Lo studio condotto a Wuhan ha mirato ad indagare se il trapianto di cellule staminali mesenchimali potesse migliorare l’esito di 7 pazienti arruolati con polmonite COVID-19 nell’ospedale Wuhan di Pechino, in Cina, dal 23 gennaio 2020 al 16 febbraio 2020. I risultati clinici, nonché i cambiamenti dei parametri dell’infiammazione e dell’immunità, ma anche i livelli di funzionalità e gli effetti avversi di 7 pazienti arruolati sono stati valutati per 14 giorni dopo l’iniezione di cellule staminali mesenchimali. Le cellule staminali mesenchimali derivanti dal cordone ombelicale hanno un potere immunomodulatorio, possono prevenire ed attenuare la tempesta di molecole infiammatorie generate dal virus e possono anche migliorare i danni creati dal virus sull’ambiente circostante. Stimolano, infatti, la riparazione endogena dei tessuti. Il trapianto avviene in maniera semplice. Tramite endovena. L’organo verso il quale si dirigono è prioritariamente il polmone, proprio l’organo attualmente più colpito dal virus, proteggendo gli alveoli, prevenendo la fibrosi polmonare e migliorandone la funzionalità.

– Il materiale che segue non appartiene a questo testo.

// Copyright (c) 2025 Fabstir
// SPDX-License-Identifier: BUSL-1.1
pub mod token;

pub use token::{TokenCodec, TokenError};
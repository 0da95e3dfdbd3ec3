// Copyright (c) 2025 Fabstir
// SPDX-License-Identifier: BUSL-1.1
//! Delivery strategies.
//!
//! A [`Pusher`] is the capability used by the HTTP layer to deliver updates.
//! One concrete variant is selected at construction time:
//!
//! - [`BaseDelivery`]: plain engine delivery (live push or store)
//! - [`CarrierBridge`]: carrier wake-up before delivery
//! - [`PlatformBridge`]: platform push gateway with local fallback
//!
//! The bridges wrap the shared [`DeliveryEngine`] by composition; they never
//! reimplement its store-and-forward semantics.

pub mod carrier;
pub mod platform;

pub use carrier::CarrierBridge;
pub use platform::PlatformBridge;

use crate::delivery::{DeliveryEngine, DeliveryError};
use crate::ids::{SubId, UpdateId};
use crate::storage::models::Update;
use async_trait::async_trait;
use std::sync::Arc;

#[async_trait]
pub trait Pusher: Send + Sync {
    /// Validate and record delivery parameters for a new subscription.
    /// Strategies without parameters accept and ignore the payload.
    async fn subscribe(
        &self,
        sub: &SubId,
        params: Option<&serde_json::Value>,
    ) -> Result<(), DeliveryError>;

    /// Deliver one update to a subscription.
    async fn push(
        &self,
        sub: &SubId,
        update_id: &UpdateId,
        update: &Update,
    ) -> Result<(), DeliveryError>;

    /// Start background work (route polling). Idempotent.
    async fn start(&self) -> Result<(), DeliveryError>;

    /// Stop background work.
    async fn stop(&self);
}

/// Plain delivery with no wake-up assistance.
pub struct BaseDelivery {
    engine: Arc<DeliveryEngine>,
}

impl BaseDelivery {
    pub fn new(engine: Arc<DeliveryEngine>) -> Self {
        Self { engine }
    }
}

#[async_trait]
impl Pusher for BaseDelivery {
    async fn subscribe(
        &self,
        _sub: &SubId,
        _params: Option<&serde_json::Value>,
    ) -> Result<(), DeliveryError> {
        Ok(())
    }

    async fn push(
        &self,
        sub: &SubId,
        update_id: &UpdateId,
        update: &Update,
    ) -> Result<(), DeliveryError> {
        self.engine.push(sub, update_id, update).await
    }

    async fn start(&self) -> Result<(), DeliveryError> {
        Ok(())
    }

    async fn stop(&self) {}
}
pub mod opcodes;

 Questo studio ha dimostrato che le cellule staminali mesenchimali derivanti dal cordone ombelicale possono curare o migliorare significativamente gli esiti funzionali nei pazienti senza effetti avversi. La funzione polmonare e i sintomi dei pazienti osservati sono significativamente migliorati in 2 giorni dopo il trapianto di cellule staminali mesenchimali. Tra questi, due pazienti comuni e un paziente grave sono stati recuperati e dimessi in 10 giorni dopo il trattamento. Dopo il trattamento, i linfociti periferici sono aumentati, la proteina C-reattiva è diminuita e le cellule immunitarie secernenti le citochine CXCR3 + CD4 + T, CXCR3 + CD8 + T e CXCR3 + NK sono scomparse in 3-6 giorni. Inoltre, un gruppo di CD14 + CD11c + CD11b Le cellule CXCR3 + CD8 + T e le cellule CXCR3 + NK sono scomparse in 3-6 giorni. Inoltre, un gruppo di CD14 + CD11c + CD11b Le cellule CXCR3 + CD8 + T e le cellule CXCR3 + NK sono scomparse in 3-6 giorni. Inoltre, un gruppo di CD14 + CD11c + CD11bla popolazione di cellule DC a media regolamentazione è cresciuta notevolmente. Nel frattempo, il livello di TNF-α si è significativamente ridotto, mentre IL-10 è aumentato nel gruppo di trattamento cellule staminali mesenchimali rispetto al gruppo di controllo placebo. Inoltre, i profili di espressione genica hanno dimostrato che le cellule staminali mesenchimali erano ACE2  e TMPRSS2  e questo indicava che le cellule staminali mesenchimali erano libere dall’infezione COVID-19. Pertanto, il trapianto endovenoso di cellule staminali mesenchimali è risultato sicuro ed efficace per il trattamento in pazienti con polmonite COVID-19, in particolare per i pazienti in condizioni criticamente gravi.

Le cellule staminali mesenchimali hanno delle caratteristiche immunologiche che permettono di esser trapiantate anche da un paziente diverso dal donatore e non generano rigetto.

Gli studi realizzati sulle cellule staminali mesenchimali confermano come sia stata sottovalutata questa fonte preziosa di cellule e come si debba ripensare OGGI ad una legge che permetta di prendere in considerazione la crioconservazione e l’utilizzo di queste cellule anche nel nostro paese.

Il 5 aprile la FDA americana ha approvato la terapia sperimentale con cellule staminali mesenchimali nei casi più gravi.